BRIEF: Once the line containing "let (status, detail)" is located, give it again exactly, together with each line that follows it to the end of the entries, and add nothing else.

◆ ◆ ◆ ◆

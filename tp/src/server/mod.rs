//! HTTP surface
//!
//! Thin routing layer over the planner: deserialize the request, call the
//! core, serialize the result. All policy lives in the planner.

use std::sync::Arc;

use axum::Router;
use axum::http::StatusCode;
use axum::response::{IntoResponse, Response};
use axum::routing::{get, post};
use serde_json::json;
use tower_http::cors::CorsLayer;

use crate::planner::{GenerationError, TripPlanner, UpdateError};

mod routes;

pub use routes::UpdateResponse;

/// Shared state handed to every handler
#[derive(Clone)]
pub struct AppState {
    pub planner: Arc<TripPlanner>,
}

/// Build the application router
pub fn router(planner: Arc<TripPlanner>) -> Router {
    Router::new()
        .route("/", get(routes::root))
        .route("/api/create-plan", post(routes::create_plan))
        .route("/api/update-plan", post(routes::update_plan))
        .layer(CorsLayer::permissive())
        .with_state(AppState { planner })
}

/// Error payload returned to HTTP callers
///
/// Client errors and core failures carry the same `{"detail": ...}` body
/// shape but distinct status codes.
#[derive(Debug)]
pub enum ApiError {
    BadRequest(String),
    Internal(String),
}

impl IntoResponse for ApiError {
    fn into_response(self) -> Response {
        let (status, detail) = match self {
            ApiError::BadRequest(detail) => (StatusCode::BAD_REQUEST, detail),
            ApiError::Internal(detail) => (StatusCode::INTERNAL_SERVER_ERROR, detail),
        };

        (status, axum::Json(json!({ "detail": detail }))).into_response()
    }
}

impl From<GenerationError> for ApiError {
    fn from(err: GenerationError) -> Self {
        ApiError::Internal(err.to_string())
    }
}

impl From<UpdateError> for ApiError {
    fn from(err: UpdateError) -> Self {
        match err {
            UpdateError::MissingParams => ApiError::BadRequest(err.to_string()),
            UpdateError::Generation(inner) => inner.into(),
        }
    }
}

◆ ◆ ◆ ◆

ANSWER FOR THE TASK:
        let (status, detail) = match self {
            ApiError::BadRequest(detail) => (StatusCode::BAD_REQUEST, detail),
            ApiError::Internal(detail) => (StatusCode::INTERNAL_SERVER_ERROR, detail),
        };

        (status, axum::Json(json!({ "detail": detail }))).into_response()
    }
}

impl From<GenerationError> for ApiError {
    fn from(err: GenerationError) -> Self {
        ApiError::Internal(err.to_string())
    }
}

impl From<UpdateError> for ApiError {
    fn from(err: UpdateError) -> Self {
        match err {
            UpdateError::MissingParams => ApiError::BadRequest(err.to_string()),
            UpdateError::Generation(inner) => inner.into(),
        }
    }
}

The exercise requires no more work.